堀川「豊明殿が建設された当時の現物と同仕様のものを納める必要がありました。しかし当時の仕様書が残っているわけではないので、業者さんが現物を見て調べたんだそうです。糸はオーストラリア産何パーセントだろうとか、染め物の色も元からなのか脱色したものかとか。特殊な織り方であることもわかって、村上敷物さんはわざわざ織機の部品を作ったんだそうです」
――なつかしのプロジェクトXの世界ですね。
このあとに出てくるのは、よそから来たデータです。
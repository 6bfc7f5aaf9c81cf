use bank_connectors::{BankConnectorFactory, CheckFundsStatus};
use chrono::Utc;
use log::{error, info};
use sqlx::SqlitePool;
use std::sync::Arc;
use tokio::time::{self, Duration};

use crate::db::CancellationStatus;
use crate::db::envelope::{DisbursementEnvelope, EnvelopeBatchStatus, FundsAvailableStatus};
use crate::db::program::BenefitProgramConfiguration;

const DEFAULT_SLEEP_SECS: u64 = 30;

pub async fn run(
    db_pool: SqlitePool,
    connectors: Arc<BankConnectorFactory>,
    max_attempts: i64,
    sleep_secs: Option<u64>,
) {
    let sleep_secs = sleep_secs.unwrap_or(DEFAULT_SLEEP_SECS);
    info!("Fund availability checker started. Cycle interval: {}s.", sleep_secs);

    let mut interval = time::interval(Duration::from_secs(sleep_secs));

    loop {
        interval.tick().await;
        if let Err(e) = process_cycle(&db_pool, &connectors, max_attempts).await {
            error!("Fund availability checker cycle error: {:?}", e);
        }
    }
}

async fn process_cycle(
    db_pool: &SqlitePool,
    connectors: &BankConnectorFactory,
    max_attempts: i64,
) -> Result<(), anyhow::Error> {
    let mut conn = db_pool.acquire().await?;
    let today = Utc::now().date_naive();
    let envelopes = DisbursementEnvelope::find_fund_check_eligible(&mut conn, today, max_attempts).await?;
    drop(conn);

    if !envelopes.is_empty() {
        info!("Found {} envelopes due for fund availability check.", envelopes.len());
    }

    for envelope in envelopes {
        if let Err(e) = check_envelope(db_pool, connectors, &envelope.envelope_id, max_attempts).await {
            error!(
                "Fund availability check failed for envelope {}: {:?}",
                envelope.envelope_id, e
            );
        }
    }

    Ok(())
}

/// Checks fund availability for one envelope. Re-reads the envelope and its
/// batch status and re-checks the stage predicate before calling the bank,
/// so a duplicate dispatch under restart becomes a no-op.
pub async fn check_envelope(
    db_pool: &SqlitePool,
    connectors: &BankConnectorFactory,
    envelope_id: &str,
    max_attempts: i64,
) -> Result<(), anyhow::Error> {
    let mut conn = db_pool.acquire().await?;

    let Some(envelope) = DisbursementEnvelope::find_by_id(&mut conn, envelope_id).await? else {
        return Ok(());
    };
    let Some(batch_status) = EnvelopeBatchStatus::find_by_envelope_id(&mut conn, envelope_id).await? else {
        return Ok(());
    };

    let today = Utc::now().date_naive();
    if envelope.cancellation_status == CancellationStatus::Cancelled
        || envelope.schedule_date >= today
        || batch_status.received_count != envelope.disbursement_count
        || batch_status.received_amount != envelope.total_amount
        || !batch_status.fund_check_pending(max_attempts)
    {
        return Ok(());
    }

    let program = BenefitProgramConfiguration::find_by_mnemonic(&mut conn, &envelope.program_mnemonic)
        .await?
        .ok_or_else(|| anyhow::anyhow!("No program configuration for '{}'", envelope.program_mnemonic))?;
    drop(conn);

    let connector = connectors.get(&program.sponsor_bank_code)?;
    let response = connector
        .check_funds(
            &program.sponsor_bank_account_number,
            &program.sponsor_bank_account_currency,
            envelope.total_amount,
        )
        .await;

    let status = match response.status {
        CheckFundsStatus::Available => FundsAvailableStatus::Available,
        CheckFundsStatus::NotAvailable => FundsAvailableStatus::NotAvailable,
        CheckFundsStatus::PendingCheck => FundsAvailableStatus::PendingCheck,
    };
    let error_code = if response.error_code.is_empty() {
        None
    } else {
        Some(response.error_code.as_str())
    };

    let mut tx = db_pool.begin().await?;
    EnvelopeBatchStatus::record_funds_check(&mut tx, envelope_id, status, error_code).await?;
    tx.commit().await?;

    info!(
        target: "audit",
        "Fund availability recorded for envelope {}: {:?}",
        envelope_id, status
    );

    Ok(())
}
中島みゆきが聞こえてきます。

 

▲国会議事堂の赤絨毯。

 

堀川「もうひとつ国会議事堂といえば赤絨毯ですよね」
――え、もしやあの赤絨毯も!?
堀川「2021年の3月に参議院第一議員階段の赤絨毯が敷き替えられました。その時に担当したのは、豊明殿の時とほぼ同じ業者さんのチームだったんです」
――皇居に国会議事堂。これはもう日本トップの建物、そこに敷く敷物となると、日本最高峰の敷物といって間違いないでしょう。いきなり驚かされました。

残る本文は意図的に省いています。